Pour certains, c’est une question éthique; pour d’autres une nécessité économique. Quoi qu’il en soit on assiste à une augmentation du fait-maison et on commence même à revoir des ateliers de réparation d’objets qui semblaient destinés à disparaître. Les Américains, ceux-là mêmes qui ont inventé la société de consommation et l’ouvre-boîte électrique, se hasardent de plus en plus à suggérer de faire sécher son linge sur fil plutôt qu’à la machine…
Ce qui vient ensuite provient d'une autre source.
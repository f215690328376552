//! OpenAPI document. The `*Doc`/`*Request` types only describe wire shapes;
//! handlers use the service-layer types.

use utoipa::{OpenApi, ToSchema};

#[derive(ToSchema)]
pub struct ServiceIdentityDoc { pub ok: bool, pub service: String }

#[derive(ToSchema)]
pub struct MessageDoc { pub message: String }

#[derive(ToSchema)]
pub struct ErrorDoc { pub error: String }

#[derive(ToSchema)]
pub struct CreateUserRequest { pub name: String, pub email: String, pub password: String }

#[derive(ToSchema)]
#[schema(rename_all = "camelCase")]
pub struct UserDoc { pub id: i32, pub name: String, pub email: String, pub created_at: String }

#[derive(ToSchema)]
#[schema(rename_all = "camelCase")]
pub struct CreateStoreRequest { pub name: String, pub description: Option<String>, pub user_id: i32 }

#[derive(ToSchema)]
pub struct UpdateStoreRequest { pub name: String, pub description: Option<String> }

#[derive(ToSchema)]
#[schema(rename_all = "camelCase")]
pub struct StoreDoc {
    pub id: i32,
    pub name: String,
    pub description: Option<String>,
    pub user_id: i32,
    pub created_at: String,
    pub user: UserDoc,
    pub products: Option<Vec<ProductRowDoc>>,
}

#[derive(ToSchema)]
#[schema(rename_all = "camelCase")]
pub struct ProductRowDoc {
    pub id: i32,
    pub name: String,
    pub description: Option<String>,
    /// Decimal with two fractional digits.
    pub price: f64,
    pub stock: i32,
    pub store_id: i32,
    pub created_at: String,
}

#[derive(ToSchema)]
#[schema(rename_all = "camelCase")]
pub struct ProductDoc {
    pub id: i32,
    pub name: String,
    pub description: Option<String>,
    pub price: f64,
    pub stock: i32,
    pub store_id: i32,
    pub created_at: String,
    pub store: StoreDoc,
}

#[derive(ToSchema)]
#[schema(rename_all = "camelCase")]
pub struct CreateProductRequest {
    pub name: String,
    pub description: Option<String>,
    pub price: f64,
    pub stock: Option<i32>,
    pub store_id: i32,
}

#[derive(ToSchema)]
pub struct UpdateProductRequest {
    pub name: Option<String>,
    pub description: Option<String>,
    pub price: Option<f64>,
    pub stock: Option<i32>,
}

#[derive(OpenApi)]
#[openapi(
    paths(
        crate::routes::health::root,
        crate::routes::health::status,
        crate::routes::users::create,
        crate::routes::users::list,
        crate::routes::stores::create,
        crate::routes::stores::get,
        crate::routes::stores::update,
        crate::routes::stores::delete,
        crate::routes::products::create,
        crate::routes::products::list,
        crate::routes::products::update,
        crate::routes::products::delete,
    ),
    components(
        schemas(
            ServiceIdentityDoc,
            MessageDoc,
            ErrorDoc,
            CreateUserRequest,
            UserDoc,
            CreateStoreRequest,
            UpdateStoreRequest,
            StoreDoc,
            ProductRowDoc,
            ProductDoc,
            CreateProductRequest,
            UpdateProductRequest,
        )
    ),
    tags(
        (name = "health"),
        (name = "users"),
        (name = "stores"),
        (name = "products")
    )
)]
pub struct ApiDoc;
use axum::Json;
use common::types::{ServiceIdentity, Status};
use common::SERVICE_NAME;

#[utoipa::path(get, path = "/", tag = "health", responses((status = 200, description = "Service identity", body = crate::openapi::ServiceIdentityDoc)))]
pub async fn root() -> Json<ServiceIdentity> {
    Json(ServiceIdentity::new(SERVICE_NAME))
}

#[utoipa::path(get, path = "/status", tag = "health", responses((status = 200, description = "Liveness message", body = crate::openapi::MessageDoc)))]
pub async fn status() -> Json<Status> {
    Json(Status::online())
}
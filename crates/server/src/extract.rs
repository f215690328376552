use axum::extract::FromRequest;

use crate::errors::JsonApiError;

/// `axum::Json` whose rejection is rendered as a 400 `{"error": ...}` body.
#[derive(FromRequest)]
#[from_request(via(axum::Json), rejection(JsonApiError))]
pub struct JsonBody<T>(pub T);
use dotenvy::dotenv;
use tracing::{error, info};
use uuid::Uuid;

fn init_logging() {
    // .env first so RUST_LOG and LOG_FORMAT take effect
    dotenv().ok();
    common::utils::logging::init_logging_from_env();
    info!(service = common::SERVICE_NAME, event = "logger_init", "tracing subscriber initialized");
}

fn main() -> std::process::ExitCode {
    init_logging();

    let service_id = Uuid::new_v4();
    let pid = std::process::id();
    let version = env!("CARGO_PKG_VERSION");

    std::panic::set_hook(Box::new(move |info| {
        error!(
            service = common::SERVICE_NAME,
            event = "panic",
            %service_id,
            pid,
            message = %info,
            "unhandled panic occurred"
        );
    }));

    // config.toml first, then TOKIO_WORKER_THREADS
    let worker_threads = match configs::AppConfig::load_and_validate() {
        Ok(cfg) => cfg.server.worker_threads,
        Err(_) => std::env::var("TOKIO_WORKER_THREADS").ok().and_then(|v| v.parse::<usize>().ok()),
    };

    let mut builder = tokio::runtime::Builder::new_multi_thread();
    builder.enable_all();
    if let Some(w) = worker_threads { builder.worker_threads(w); }

    let rt = match builder.build() {
        Ok(rt) => rt,
        Err(e) => {
            error!(service = common::SERVICE_NAME, event = "runtime_build_failed", error = %e, "failed to build tokio runtime");
            return std::process::ExitCode::FAILURE;
        }
    };

    info!(
        service = common::SERVICE_NAME,
        event = "start",
        %service_id,
        pid,
        version,
        threads = worker_threads.unwrap_or_default(),
        "catalog api starting"
    );

    // server::run handles Ctrl+C itself and returns once connections drain
    match rt.block_on(server::run()) {
        Ok(()) => {
            info!(service = common::SERVICE_NAME, event = "stop", %service_id, pid, "server stopped normally");
            std::process::ExitCode::SUCCESS
        }
        Err(e) => {
            error!(service = common::SERVICE_NAME, event = "run_failed", error = %e, "server::run returned error");
            std::process::ExitCode::FAILURE
        }
    }
}
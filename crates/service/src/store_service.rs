use std::sync::Arc;

use tracing::{info, instrument, warn};

use models::{store, user};
use crate::catalog::domain::{CreateStoreInput, NewStore, StorePatch, StoreView, OwnerSummary, UpdateStoreInput};
use crate::catalog::repository::{CatalogRepository, RepoError};
use crate::catalog::validation;
use crate::errors::ServiceError;

const STORE_HAS_PRODUCTS: &str = "cannot delete a store that still has products";
const USER_HAS_STORE: &str = "user already owns a store";

/// Store rules: one store per user, no deletion while products remain.
pub struct StoreService {
    repo: Arc<dyn CatalogRepository>,
}

impl StoreService {
    pub fn new(repo: Arc<dyn CatalogRepository>) -> Self { Self { repo } }

    /// Create a store for an existing user.
    ///
    /// The "already owns a store" lookup only improves the common-case
    /// message; the unique `store.user_id` key decides.
    #[instrument(skip(self, input))]
    pub async fn create(&self, input: CreateStoreInput) -> Result<StoreView, ServiceError> {
        let name = validation::non_blank(input.name.as_deref());
        let user_id = validation::reference_id(input.user_id.as_ref());
        let (Some(name), Some(user_id)) = (name, user_id) else {
            return Err(ServiceError::Validation("name and userId are required; userId must be numeric".into()));
        };

        let owner = self.repo.find_user(user_id).await?.ok_or_else(|| ServiceError::not_found("user"))?;
        if self.repo.find_store_by_user(user_id).await?.is_some() {
            return Err(ServiceError::Conflict(USER_HAS_STORE.into()));
        }

        let new = NewStore { user_id, name, description: input.description };
        let created = match self.repo.insert_store(new).await {
            Ok(s) => s,
            Err(RepoError::UniqueViolation(detail)) => {
                warn!(user_id, %detail, "store insert lost race on unique user_id");
                return Err(ServiceError::Conflict(USER_HAS_STORE.into()));
            }
            Err(RepoError::ForeignKeyViolation(_)) => return Err(ServiceError::not_found("user")),
            Err(e) => return Err(e.into()),
        };
        info!(store_id = created.id, user_id, "store_created");
        Ok(StoreView { store: created, user: OwnerSummary::with_created_at(&owner), products: None })
    }

    /// Store with owner and products (newest first).
    pub async fn get(&self, raw_id: &str) -> Result<StoreView, ServiceError> {
        let id = validation::parse_id(raw_id)?;
        let found = self.repo.find_store(id).await?.ok_or_else(|| ServiceError::not_found("store"))?;
        self.detailed(found).await
    }

    /// Rename a store; the description changes only when present in the request.
    #[instrument(skip(self, input))]
    pub async fn update(&self, raw_id: &str, input: UpdateStoreInput) -> Result<StoreView, ServiceError> {
        let id = validation::parse_id(raw_id)?;
        let name = validation::non_blank(input.name.as_deref())
            .ok_or_else(|| ServiceError::Validation("name is required".into()))?;

        if self.repo.find_store(id).await?.is_none() {
            return Err(ServiceError::not_found("store"));
        }
        let patch = StorePatch { name, description: input.description };
        let updated = match self.repo.update_store(id, &patch).await {
            Ok(s) => s,
            Err(RepoError::NotFound) => return Err(ServiceError::not_found("store")),
            Err(e) => return Err(e.into()),
        };
        info!(store_id = id, "store_updated");
        self.detailed(updated).await
    }

    /// Delete a store that owns no products.
    #[instrument(skip(self))]
    pub async fn delete(&self, raw_id: &str) -> Result<(), ServiceError> {
        let id = validation::parse_id(raw_id)?;
        if self.repo.find_store(id).await?.is_none() {
            return Err(ServiceError::not_found("store"));
        }
        if self.repo.count_products_in_store(id).await? > 0 {
            return Err(ServiceError::Conflict(STORE_HAS_PRODUCTS.into()));
        }
        match self.repo.delete_store(id).await {
            Ok(true) => {
                info!(store_id = id, "store_deleted");
                Ok(())
            }
            Ok(false) | Err(RepoError::NotFound) => Err(ServiceError::not_found("store")),
            Err(RepoError::ForeignKeyViolation(detail)) => {
                warn!(store_id = id, %detail, "store delete blocked by products added concurrently");
                Err(ServiceError::Conflict(STORE_HAS_PRODUCTS.into()))
            }
            Err(e) => Err(e.into()),
        }
    }

    async fn detailed(&self, found: store::Model) -> Result<StoreView, ServiceError> {
        let owner: user::Model = self
            .repo
            .find_user(found.user_id)
            .await?
            .ok_or_else(|| ServiceError::Db(format!("store {} references missing user {}", found.id, found.user_id)))?;
        let products = self.repo.list_products_in_store(found.id).await?;
        Ok(StoreView { store: found, user: OwnerSummary::with_created_at(&owner), products: Some(products) })
    }
}

#[cfg(test)]
mod tests {
    use super::*;
    use crate::catalog::domain::CreateProductInput;
    use crate::test_support::{catalog, product_input, store_input, user_input};
    use proptest::prelude::*;
    use serde_json::json;

    #[tokio::test]
    async fn create_embeds_owner() -> Result<(), anyhow::Error> {
        let (_, users, stores, _) = catalog();
        let u = users.create(user_input("Ana", "a@x.com")).await?;
        let view = stores.create(store_input("Loja", json!(u.id))).await?;
        assert_eq!(view.store.user_id, u.id);
        assert_eq!(view.user.email, "a@x.com");
        assert!(view.products.is_none());
        Ok(())
    }

    #[tokio::test]
    async fn second_store_for_same_user_conflicts() -> Result<(), anyhow::Error> {
        let (_, users, stores, _) = catalog();
        let u = users.create(user_input("Ana", "a@x.com")).await?;
        stores.create(store_input("Loja", json!(1))).await?;
        let err = stores.create(store_input("Loja2", json!(u.id))).await.unwrap_err();
        assert!(matches!(err, ServiceError::Conflict(_)));
        Ok(())
    }

    #[tokio::test]
    async fn create_validation_and_missing_user() {
        let (_, _, stores, _) = catalog();
        let no_name = CreateStoreInput { name: None, description: None, user_id: Some(json!(1)) };
        assert!(matches!(stores.create(no_name).await, Err(ServiceError::Validation(_))));
        assert!(matches!(stores.create(store_input("Loja", json!("abc"))).await, Err(ServiceError::Validation(_))));
        assert!(matches!(stores.create(store_input("Loja", json!(99))).await, Err(ServiceError::NotFound(_))));
    }

    #[tokio::test]
    async fn get_includes_products_newest_first() -> Result<(), anyhow::Error> {
        let (_, users, stores, products) = catalog();
        users.create(user_input("Ana", "a@x.com")).await?;
        let s = stores.create(store_input("Loja", json!(1))).await?;
        let first = products.create(product_input("A", json!(1), json!(s.store.id))).await?;
        let second = products.create(product_input("B", json!(2), json!(s.store.id))).await?;

        let view = stores.get(&s.store.id.to_string()).await?;
        let ids: Vec<i32> = view.products.unwrap_or_default().iter().map(|p| p.id).collect();
        assert_eq!(ids, vec![second.product.id, first.product.id]);
        assert!(view.user.created_at.is_some());
        Ok(())
    }

    #[tokio::test]
    async fn get_rejects_bad_and_unknown_ids() {
        let (_, _, stores, _) = catalog();
        assert!(matches!(stores.get("abc").await, Err(ServiceError::Validation(_))));
        assert!(matches!(stores.get("42").await, Err(ServiceError::NotFound(_))));
    }

    #[tokio::test]
    async fn update_keeps_description_unless_supplied() -> Result<(), anyhow::Error> {
        let (_, users, stores, _) = catalog();
        users.create(user_input("Ana", "a@x.com")).await?;
        let input = CreateStoreInput { name: Some("Loja".into()), description: Some("antiga".into()), user_id: Some(json!(1)) };
        let s = stores.create(input).await?;
        let id = s.store.id.to_string();

        let renamed = stores.update(&id, UpdateStoreInput { name: Some("Nova".into()), description: None }).await?;
        assert_eq!(renamed.store.name, "Nova");
        assert_eq!(renamed.store.description.as_deref(), Some("antiga"));

        let cleared = stores.update(&id, UpdateStoreInput { name: Some("Nova".into()), description: Some(None) }).await?;
        assert_eq!(cleared.store.description, None);
        Ok(())
    }

    #[tokio::test]
    async fn update_requires_name_and_existing_store() -> Result<(), anyhow::Error> {
        let (_, users, stores, _) = catalog();
        users.create(user_input("Ana", "a@x.com")).await?;
        stores.create(store_input("Loja", json!(1))).await?;
        let blank = UpdateStoreInput { name: Some("  ".into()), description: None };
        assert!(matches!(stores.update("1", blank).await, Err(ServiceError::Validation(_))));
        let named = UpdateStoreInput { name: Some("X".into()), description: None };
        assert!(matches!(stores.update("7", named.clone()).await, Err(ServiceError::NotFound(_))));
        assert!(matches!(stores.update("x", named).await, Err(ServiceError::Validation(_))));
        Ok(())
    }

    #[tokio::test]
    async fn delete_blocked_by_products_then_allowed() -> Result<(), anyhow::Error> {
        let (_, users, stores, products) = catalog();
        users.create(user_input("Ana", "a@x.com")).await?;
        stores.create(store_input("Loja", json!(1))).await?;
        let p = products.create(product_input("Caneca", json!(10), json!(1))).await?;

        assert!(matches!(stores.delete("1").await, Err(ServiceError::Conflict(_))));

        products.delete(&p.product.id.to_string()).await?;
        stores.delete("1").await?;
        assert!(matches!(stores.get("1").await, Err(ServiceError::NotFound(_))));
        assert!(matches!(stores.delete("1").await, Err(ServiceError::NotFound(_))));
        Ok(())
    }

    #[tokio::test]
    async fn delete_race_with_new_product_still_conflicts() -> Result<(), anyhow::Error> {
        let (repo, users, stores, products) = catalog();
        users.create(user_input("Ana", "a@x.com")).await?;
        stores.create(store_input("Loja", json!(1))).await?;
        products.create(CreateProductInput { name: Some("A".into()), price: Some(json!(1)), store_id: Some(json!(1)), ..Default::default() }).await?;

        // count says zero, the foreign key still refuses
        repo.set_stale_product_counts(true);
        assert!(matches!(stores.delete("1").await, Err(ServiceError::Conflict(_))));
        Ok(())
    }

    #[tokio::test]
    async fn create_race_past_precheck_still_conflicts() -> Result<(), anyhow::Error> {
        let (repo, users, stores, _) = catalog();
        users.create(user_input("Ana", "a@x.com")).await?;
        stores.create(store_input("Loja", json!(1))).await?;

        repo.set_stale_store_lookups(true);
        let err = stores.create(store_input("Loja2", json!(1))).await.unwrap_err();
        assert!(matches!(err, ServiceError::Conflict(_)));
        Ok(())
    }

    proptest! {
        #![proptest_config(ProptestConfig::with_cases(16))]

        /// However many concurrent creations target one user, and whether or not
        /// the pre-check sees the winner, exactly one succeeds and the rest conflict.
        #[test]
        fn concurrent_store_creation_single_winner(attempts in 2usize..8, stale in any::<bool>()) {
            let rt = tokio::runtime::Builder::new_multi_thread().worker_threads(4).enable_all().build().unwrap();
            let (ok, conflicts) = rt.block_on(async move {
                let (repo, users, stores, _) = catalog();
                users.create(user_input("Ana", "a@x.com")).await.unwrap();
                repo.set_stale_store_lookups(stale);
                let stores = Arc::new(stores);

                let handles: Vec<_> = (0..attempts)
                    .map(|i| {
                        let stores = Arc::clone(&stores);
                        tokio::spawn(async move { stores.create(store_input(&format!("Loja{i}"), json!(1))).await })
                    })
                    .collect();

                let (mut ok, mut conflicts) = (0, 0);
                for h in handles {
                    match h.await.unwrap() {
                        Ok(_) => ok += 1,
                        Err(ServiceError::Conflict(_)) => conflicts += 1,
                        Err(e) => panic!("unexpected error: {e}"),
                    }
                }
                (ok, conflicts)
            });
            prop_assert_eq!(ok, 1);
            prop_assert_eq!(conflicts, attempts - 1);
        }
    }
}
Sur internet les informations concernant la vie «zéro déchets» ou le fait-maison foisonnent désormais, et c’est un bien même s’il semble parfois difficile de les appliquer dans la vie de tous les jours tellement on est persuadé(e)s que le temps et l’effort investis seraient excessifs. En réalité les progrès faits depuis l’invention de la gazinière nous permettent de faire beaucoup de choses sans pour autant nous sentir pris dans un carcan. Un bon robot, une boîte à couture, une boîte à outils, quelques compétences indispensables, un peu d’organisation et surtout un peu de bon sens font des miracles.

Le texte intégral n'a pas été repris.